### TASK TO COMPLETE:
Copy out each line of the material that includes the word "Instant".

### EXERCISE DATA:

---

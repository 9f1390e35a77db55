//! # Fades
//!
//! A [Fade] interpolates a single opacity value between two endpoints over a fixed duration.
//! Time is passed in by the caller, so progress is driven by whatever event loop hosts the
//! sheet.
use std::time::{Duration, Instant};

/// How long the backdrop takes to fade in or out.
pub const FADE_DURATION: Duration = Duration::from_millis(250);

/// An in-flight opacity animation.
#[derive(Clone, Copy, Debug, PartialEq)]
pub struct Fade {
    from: f64,
    to: f64,
    start: Instant,
    duration: Duration,
}

impl Fade {
    /// Start animating from `from` to `to` at `start`.
    pub fn new(from: f64, to: f64, start: Instant, duration: Duration) -> Self {
        Fade { from, to, start, duration }
    }

    /// How far along the fade is at `now`, between 0 and 1.
    pub fn progress(&self, now: Instant) -> f64 {
        if self.duration.is_zero() {
            return 1.0;
        }

        let elapsed = now.saturating_duration_since(self.start);

        (elapsed.as_secs_f64() / self.duration.as_secs_f64()).min(1.0)
    }

    /// The animated value at `now`.
    pub fn value_at(&self, now: Instant) -> f64 {
        let t = ease_in_out(self.progress(now));

        self.from + (self.to - self.from) * t
    }

    /// Whether the fade has reached its target at `now`.
    pub fn is_finished(&self, now: Instant) -> bool {
        self.progress(now) >= 1.0
    }
}

/// Slow at both ends, fastest in the middle.
fn ease_in_out(t: f64) -> f64 {
    let t = t.clamp(0.0, 1.0);

    t * t * (3.0 - 2.0 * t)
}

#[cfg(test)]
mod tests {
    use super::*;

    #[test]
    fn test_endpoints() {
        let start = Instant::now();
        let fade = Fade::new(0.0, 0.5, start, FADE_DURATION);

        assert_eq!(fade.value_at(start), 0.0);
        assert_eq!(fade.is_finished(start), false);

        assert_eq!(fade.value_at(start + FADE_DURATION), 0.5);
        assert_eq!(fade.is_finished(start + FADE_DURATION), true);

        // Values stay at the target once finished.
        assert_eq!(fade.value_at(start + FADE_DURATION * 4), 0.5);
    }

    #[test]
    fn test_midpoint() {
        let start = Instant::now();
        let fade = Fade::new(0.5, 0.0, start, FADE_DURATION);
        let mid = fade.value_at(start + FADE_DURATION / 2);

        assert!((mid - 0.25).abs() < 1e-9);
    }

    #[test]
    fn test_monotonic() {
        let start = Instant::now();
        let fade = Fade::new(0.0, 1.0, start, FADE_DURATION);
        let mut last = 0.0;

        for ms in 0..=250 {
            let v = fade.value_at(start + Duration::from_millis(ms));

            assert!(v >= last);
            last = v;
        }
    }

    #[test]
    fn test_zero_duration() {
        let start = Instant::now();
        let fade = Fade::new(0.0, 0.5, start, Duration::ZERO);

        assert_eq!(fade.is_finished(start), true);
        assert_eq!(fade.value_at(start), 0.5);
    }
}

---

### TASK SOLUTION:
use std::time::{Duration, Instant};
    start: Instant,
    pub fn new(from: f64, to: f64, start: Instant, duration: Duration) -> Self {
    pub fn progress(&self, now: Instant) -> f64 {
    pub fn value_at(&self, now: Instant) -> f64 {
    pub fn is_finished(&self, now: Instant) -> bool {
        let start = Instant::now();
        let start = Instant::now();
        let start = Instant::now();
        let start = Instant::now();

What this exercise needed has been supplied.